Content starts
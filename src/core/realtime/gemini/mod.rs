//! Gemini Live provider.
//!
//! Bidirectional native-audio sessions over WebSocket with function calling.
//!
//! # Example
//!
//! ```rust,ignore
//! use homie_voice::core::realtime::{GeminiLiveConnector, RealtimeConnector, SessionSetup};
//!
//! #[tokio::main]
//! async fn main() {
//!     let connector = GeminiLiveConnector::new(std::env::var("GEMINI_API_KEY").unwrap()).unwrap();
//!     let setup = SessionSetup {
//!         model: "gemini-2.5-flash-native-audio-preview-09-2025".to_string(),
//!         voice: Some("Orus".to_string()),
//!         ..Default::default()
//!     };
//!
//!     let mut connection = connector.connect(&setup).await.unwrap();
//!     while let Some(event) = connection.incoming.recv().await {
//!         println!("{event:?}");
//!     }
//! }
//! ```

mod client;
mod config;
mod messages;

pub use client::{DEFAULT_CONNECT_TIMEOUT, GeminiLiveConnector};
pub use config::{GEMINI_DEFAULT_MODEL, GEMINI_LIVE_URL, GeminiVoice, live_url, model_path};
pub use messages::{LiveClientMessage, LiveServerMessage};
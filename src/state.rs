use std::sync::Arc;

use tracing::info;

use crate::config::HomieConfig;
use crate::core::audio::{AudioBackend, default_backend};
use crate::core::listings::{InMemoryListings, ListingSearch, SharedFilters};
use crate::core::nlu::GeminiTextClient;
use crate::core::realtime::{GeminiLiveConnector, RealtimeConnector};
use crate::core::session::{SessionConfig, SessionController};
use crate::core::tools::ToolDispatcher;

/// Shared application state for the HTTP handlers.
pub struct AppState {
    pub config: HomieConfig,
    pub filters: SharedFilters,
    pub listings: Arc<dyn ListingSearch>,
    pub voice: SessionController,
    pub session_config: SessionConfig,
    /// Typed-input assistant, `None` without an API key
    pub assistant: Option<GeminiTextClient>,
}

impl AppState {
    /// Build the state from configuration: listing catalogue, Gemini
    /// connector (when a key is configured) and the local audio backend.
    pub fn new(config: HomieConfig) -> Result<Arc<Self>, Box<dyn std::error::Error>> {
        let listings: Arc<dyn ListingSearch> = match &config.listings_path {
            Some(path) => Arc::new(InMemoryListings::from_file(path)?),
            None => {
                let store = InMemoryListings::seeded()?;
                info!("Using bundled catalogue with {} listings", store.len());
                Arc::new(store)
            }
        };

        let connector = gemini_connector(&config)?;
        if connector.is_none() {
            info!("GEMINI_API_KEY not configured, voice sessions will be refused");
        }

        Self::with_parts(config, listings, connector, default_backend())
    }

    /// Assemble the state from explicit collaborators.
    pub fn with_parts(
        config: HomieConfig,
        listings: Arc<dyn ListingSearch>,
        connector: Option<Arc<dyn RealtimeConnector>>,
        audio: Arc<dyn AudioBackend>,
    ) -> Result<Arc<Self>, Box<dyn std::error::Error>> {
        let session_config = config.session_config()?;
        let assistant = gemini_text_client(&config)?;
        let filters = SharedFilters::default();
        let dispatcher = ToolDispatcher::new(filters.clone(), listings.clone());
        let voice = SessionController::new(connector, audio, dispatcher);

        Ok(Arc::new(Self {
            config,
            filters,
            listings,
            voice,
            session_config,
            assistant,
        }))
    }
}

/// Connector for the configured endpoint, or `None` without an API key.
pub fn gemini_connector(
    config: &HomieConfig,
) -> Result<Option<Arc<dyn RealtimeConnector>>, Box<dyn std::error::Error>> {
    let Some(key) = config.gemini_api_key.as_deref().filter(|_| config.has_api_key()) else {
        return Ok(None);
    };

    let connector = GeminiLiveConnector::new(key)?
        .with_base_url(config.gemini_live_url.clone())
        .with_connect_timeout(config.connect_timeout());
    Ok(Some(Arc::new(connector)))
}

/// Text client for the configured REST endpoint, or `None` without an API key.
pub fn gemini_text_client(
    config: &HomieConfig,
) -> Result<Option<GeminiTextClient>, Box<dyn std::error::Error>> {
    let Some(key) = config.gemini_api_key.as_deref().filter(|_| config.has_api_key()) else {
        return Ok(None);
    };

    let client = GeminiTextClient::new(key)?
        .with_base_url(config.gemini_api_url.clone())
        .with_model(config.gemini_text_model.clone());
    Ok(Some(client))
}
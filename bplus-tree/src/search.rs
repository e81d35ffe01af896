//! Key scanning and root-to-leaf descent.
//!
//! Leaf and internal nodes scan with deliberately different comparisons:
//! a leaf scan finds the lowest index whose key is `>= k` (so an exact
//! match lands on its own slot), while an internal scan finds the lowest
//! index whose key is `> k` (so a child holding `k` is reached through the
//! child pointer to its *left*).

use crate::node::{Node, NodeId, NodeStore};

/// Lowest index `i` in `node`'s keys such that `keys[i] >= k`, or
/// `node.key_count()` if every key is smaller.
pub(crate) fn leaf_scan(node: &Node, k: u64) -> usize {
    let count = node.key_count();
    (0..count).find(|&i| node.get_key(i) >= k).unwrap_or(count)
}

/// Lowest index `i` in `node`'s keys such that `keys[i] > k`, or
/// `node.key_count()` if every key is smaller or equal.
pub(crate) fn internal_scan(node: &Node, k: u64) -> usize {
    let count = node.key_count();
    (0..count).find(|&i| node.get_key(i) > k).unwrap_or(count)
}

/// One step recorded while descending from the root towards a leaf: which
/// ancestor was visited, which child index was taken, how many keys that
/// ancestor held at the time, and (only meaningful during an insert's
/// preallocation pass) a preallocated split sibling for that ancestor.
#[derive(Clone, Copy)]
pub(crate) struct PathFrame {
    pub(crate) node: NodeId,
    pub(crate) child_index: usize,
    pub(crate) key_count: usize,
    pub(crate) sibling: Option<NodeId>,
}

impl PathFrame {
    pub(crate) fn empty() -> Self {
        // `node` is never read before this frame is overwritten by a real
        // descent step, so any valid handle is a safe placeholder; `root`
        // itself is always allocated by the time a path array grows.
        PathFrame {
            node: NodeId::placeholder(),
            child_index: 0,
            key_count: 0,
            sibling: None,
        }
    }
}

/// Walks from `root` to the leaf that would hold `k`, recording one
/// [`PathFrame`] per internal level into `path[0..depth]`. Returns the
/// reached leaf's id. `path` must already have capacity for `depth` frames.
pub(crate) fn find_leaf(
    store: &NodeStore,
    root: NodeId,
    depth: usize,
    path: &mut [PathFrame],
    k: u64,
) -> NodeId {
    let mut node = root;
    for frame in path.iter_mut().take(depth) {
        let n = store.get(node);
        let count = n.key_count();
        let i = internal_scan(n, k);
        *frame = PathFrame {
            node,
            child_index: i,
            key_count: count,
            sibling: None,
        };
        node = n.get_child(i).expect("internal node missing child");
    }
    node
}
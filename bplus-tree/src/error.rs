//! Error type for the B+ tree index.
//!
//! Mirrors the shape of `common::api::BpmError`: a small, hand-written enum
//! rather than a `thiserror`-derived one, since the two variants here never
//! need the formatting/`From` machinery that macro buys.

use std::fmt;

/// The only two ways an operation on the index can fail.
#[derive(Debug, Clone, Copy, PartialEq, Eq)]
pub enum IndexError {
    /// The key was not present, the cursor was invalidated, or the cursor
    /// has advanced past the end of the tree.
    NotFound,
    /// The node store or the path-array grower could not satisfy an
    /// allocation. Returned only by `insert` and by the cursor
    /// constructors; never leaves any observable state change behind.
    OutOfMemory,
}

impl fmt::Display for IndexError {
    fn fmt(&self, f: &mut fmt::Formatter<'_>) -> fmt::Result {
        match self {
            IndexError::NotFound => write!(f, "key or cursor record not found"),
            IndexError::OutOfMemory => write!(f, "allocation failed"),
        }
    }
}

impl std::error::Error for IndexError {}
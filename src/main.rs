mod cli;
mod commands;
mod config;
mod engine;
mod runner;
mod ui;

use anyhow::Result;
use clap::{CommandFactory, Parser};
use clap_complete::generate;
use cli::{Cli, Command};
use engine::Action;
use std::io;
use std::path::PathBuf;

/// Global context for the application
pub struct Context {
    pub quiet: bool,
    pub config: Option<PathBuf>,
}

fn main() -> Result<()> {
    let cli = Cli::parse();

    // Initialize logging based on verbosity
    let log_level = match cli.verbose {
        0 => log::LevelFilter::Warn,
        1 => log::LevelFilter::Info,
        2 => log::LevelFilter::Debug,
        _ => log::LevelFilter::Trace,
    };

    env_logger::Builder::new()
        .filter_level(if cli.quiet {
            log::LevelFilter::Error
        } else {
            log_level
        })
        .format_timestamp(None)
        .init();

    let ctx = Context {
        quiet: cli.quiet,
        config: cli.config,
    };

    match cli.command {
        Command::Graph(args) => commands::graph::run(&ctx, &args),
        Command::Plan(args) => commands::plan::run(&ctx, &args),
        Command::Deploy(args) => commands::deploy::run(&ctx, Action::Deploy, &args),
        Command::Destroy(args) => commands::deploy::run(&ctx, Action::Destroy, &args),
        Command::Completions { shell } => {
            let mut cmd = Cli::command();
            generate(shell, &mut cmd, "deploydag", &mut io::stdout());
            Ok(())
        }
    }
}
Content ends
Work required:
Every line of the material that includes the word "GeminiLiveConnector" needs to be copied.

Written reply:
//! use homie_voice::core::realtime::{GeminiLiveConnector, RealtimeConnector, SessionSetup};
//!     let connector = GeminiLiveConnector::new(std::env::var("GEMINI_API_KEY").unwrap()).unwrap();
pub use client::{DEFAULT_CONNECT_TIMEOUT, GeminiLiveConnector};
use crate::core::realtime::{GeminiLiveConnector, RealtimeConnector};
    let connector = GeminiLiveConnector::new(key)?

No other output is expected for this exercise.